Market access professionals tell us that their role is becoming increasingly influential amid a turbulent policy environment and intense competitive landscape. This was one of the clearest results from a survey commissioned by MMIT and The Dedham Group, which we explored in a recent white paper called Working Backwards: Patient access strategy is now guiding R&D.
This short article recaps the second half of the report, focusing on the strategic role that market access occupies throughout the drug development journey.
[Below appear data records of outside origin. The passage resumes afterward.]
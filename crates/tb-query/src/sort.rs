//! Stable sorting over record sequences. Ties, and every comparison
//! on an unknown key, resolve to the original insertion order, which
//! makes repeated sorts idempotent.

use tb_core::traits::Fields;

#[derive(Debug, Clone, Copy, PartialEq, Eq)]
pub enum SortDirection {
    Ascending,
    Descending,
}

/// Returns a sorted copy. Numeric fields compare numerically, text
/// case-insensitively, timestamps chronologically; an unknown key
/// leaves the order unchanged.
pub fn sort_by<R: Fields + Clone>(records: &[R], key: &str, direction: SortDirection) -> Vec<R> {
    let mut sorted = records.to_vec();
    sorted.sort_by(|a, b| {
        let ordering = a.field(key).compare(&b.field(key));
        match direction {
            SortDirection::Ascending => ordering,
            SortDirection::Descending => ordering.reverse(),
        }
    });
    sorted
}

#[cfg(test)]
mod tests {
    use super::*;
    use tb_core::models::Post;

    fn post(title: &str, likes: i64) -> Post {
        Post {
            title: title.to_string(),
            likes,
            ..Default::default()
        }
    }

    fn titles(posts: &[Post]) -> Vec<&str> {
        posts.iter().map(|p| p.title.as_str()).collect()
    }

    #[test]
    fn numeric_sort_descending() {
        let posts = vec![post("b", 10), post("a", 1200), post("c", 45)];
        let sorted = sort_by(&posts, "likes", SortDirection::Descending);
        assert_eq!(titles(&sorted), vec!["a", "c", "b"]);
    }

    #[test]
    fn text_sort_ignores_case() {
        let posts = vec![post("zidane", 0), post("Iniesta", 0), post("ronaldo", 0)];
        let sorted = sort_by(&posts, "title", SortDirection::Ascending);
        assert_eq!(titles(&sorted), vec!["Iniesta", "ronaldo", "zidane"]);
    }

    #[test]
    fn unknown_key_keeps_insertion_order() {
        let posts = vec![post("b", 10), post("a", 1200), post("c", 45)];
        let sorted = sort_by(&posts, "recent", SortDirection::Descending);
        assert_eq!(titles(&sorted), titles(&posts));
    }

    #[test]
    fn ties_keep_insertion_order_in_both_directions() {
        let posts = vec![post("first", 7), post("second", 7), post("third", 7)];

        let ascending = sort_by(&posts, "likes", SortDirection::Ascending);
        assert_eq!(titles(&ascending), vec!["first", "second", "third"]);

        let descending = sort_by(&posts, "likes", SortDirection::Descending);
        assert_eq!(titles(&descending), vec!["first", "second", "third"]);
    }

    #[test]
    fn sorting_twice_changes_nothing() {
        let posts = vec![post("b", 10), post("a", 1200), post("c", 45)];
        let once = sort_by(&posts, "likes", SortDirection::Descending);
        let twice = sort_by(&once, "likes", SortDirection::Descending);
        assert_eq!(once, twice);
    }
}
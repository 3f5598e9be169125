//! Search and filter scenarios over stored collections: the flows the
//! site's search box, filter bar, and user-management table drive.

use chrono::Duration;
use integration_tests::{harness_at, sample_users};
use tb_core::models::{Post, PostStatus, User};
use tb_core::traits::Clock;
use tb_query::{
    field_equals, filter_by, is_active_user, is_banned_user, sort_by, text_matches,
    SortDirection,
};
use tb_store::defaults;

#[test]
fn search_finds_juan_regardless_of_case() {
    let harness = harness_at("2025-05-01T10:00:00Z");
    harness.store.seed_if_empty(&sample_users()).unwrap();

    let users = harness.store.list::<User>();
    assert_eq!(users.len(), 3);

    for query in ["juan", "JUAN", "jUaN"] {
        let hits = filter_by(&users, &[text_matches(&["name", "username"], query)]);
        assert_eq!(hits.len(), 1, "query {query:?}");
        assert_eq!(hits[0].name, "Juan López");
    }
}

#[test]
fn a_three_day_ban_expires_on_day_four() {
    let harness = harness_at("2025-05-01T10:00:00Z");
    harness.store.seed_if_empty(&sample_users()).unwrap();

    // Ban Ana for three days.
    let users = harness.store.list::<User>();
    let mut ana = users
        .iter()
        .find(|u| u.username == "anat")
        .cloned()
        .unwrap();
    ana.banned_until = Some(harness.clock.now() + Duration::days(3));
    harness.store.upsert(ana).unwrap();

    let users = harness.store.list::<User>();
    let banned = filter_by(&users, &[is_banned_user(harness.clock.now())]);
    assert_eq!(banned.len(), 1);
    assert_eq!(banned[0].username, "anat");

    // Four days later the ban has run out.
    harness.clock.advance(Duration::days(4));
    let banned = filter_by(&users, &[is_banned_user(harness.clock.now())]);
    assert!(banned.is_empty());

    let active = filter_by(&users, &[is_active_user(harness.clock.now())]);
    assert_eq!(active.len(), 3);
}

#[test]
fn filter_bar_combines_category_search_and_sort() {
    let harness = harness_at("2025-05-01T10:00:00Z");
    harness.store.seed_if_empty(&defaults::default_posts()).unwrap();

    let posts = harness.store.list::<Post>();

    // Category button + search box, ANDed like the publications page.
    let history = filter_by(
        &posts,
        &[
            field_equals("category", "history"),
            text_matches(&["title", "description"], "iniesta"),
        ],
    );
    assert_eq!(history.len(), 1);
    assert_eq!(history[0].world_cup, Some(2010));

    // "Most liked" ordering over the published subset.
    let published = filter_by(&posts, &[field_equals("status", "published")]);
    let ranked = sort_by(&published, "likes", SortDirection::Descending);
    let likes: Vec<_> = ranked.iter().map(|p| p.likes).collect();
    assert_eq!(likes, vec![2300, 1200, 860]);
}

#[test]
fn recent_means_insertion_order() {
    let harness = harness_at("2025-05-01T10:00:00Z");
    harness.store.seed_if_empty(&defaults::default_posts()).unwrap();

    let posts = harness.store.list::<Post>();
    // "recent" is not a field; the sort must leave the stored order be.
    let sorted = sort_by(&posts, "recent", SortDirection::Descending);
    assert_eq!(sorted, posts);
}

#[test]
fn status_filter_drives_the_moderation_queue() {
    let harness = harness_at("2025-05-01T10:00:00Z");
    harness.store.seed_if_empty(&defaults::default_posts()).unwrap();

    let posts = harness.store.list::<Post>();
    let pending = filter_by(&posts, &[field_equals("status", "pending")]);

    assert_eq!(pending.len(), 2);
    assert!(pending.iter().all(|p| p.status == PostStatus::Pending));
}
As treatments become more complex and the number of alternatives more numerous, pharma companies are investing heavily in access. And the most sophisticated decision makers are embedding access in portfolio decisions as pipelines rebalance toward a more comprehensive assessment of patient need and eventual success in the market.
Early access planning
With each passing year, the cohort of new drug approvals tends towards greater complexity. Whether in the drug itself, the disease being treated, how the treatment is administered, through to how it is reimbursed, these new launches require more planning than ever before. This is evident in our survey of market access professionals, where over 90% of respondents reported that access planning timelines have been brought forward over the last five years.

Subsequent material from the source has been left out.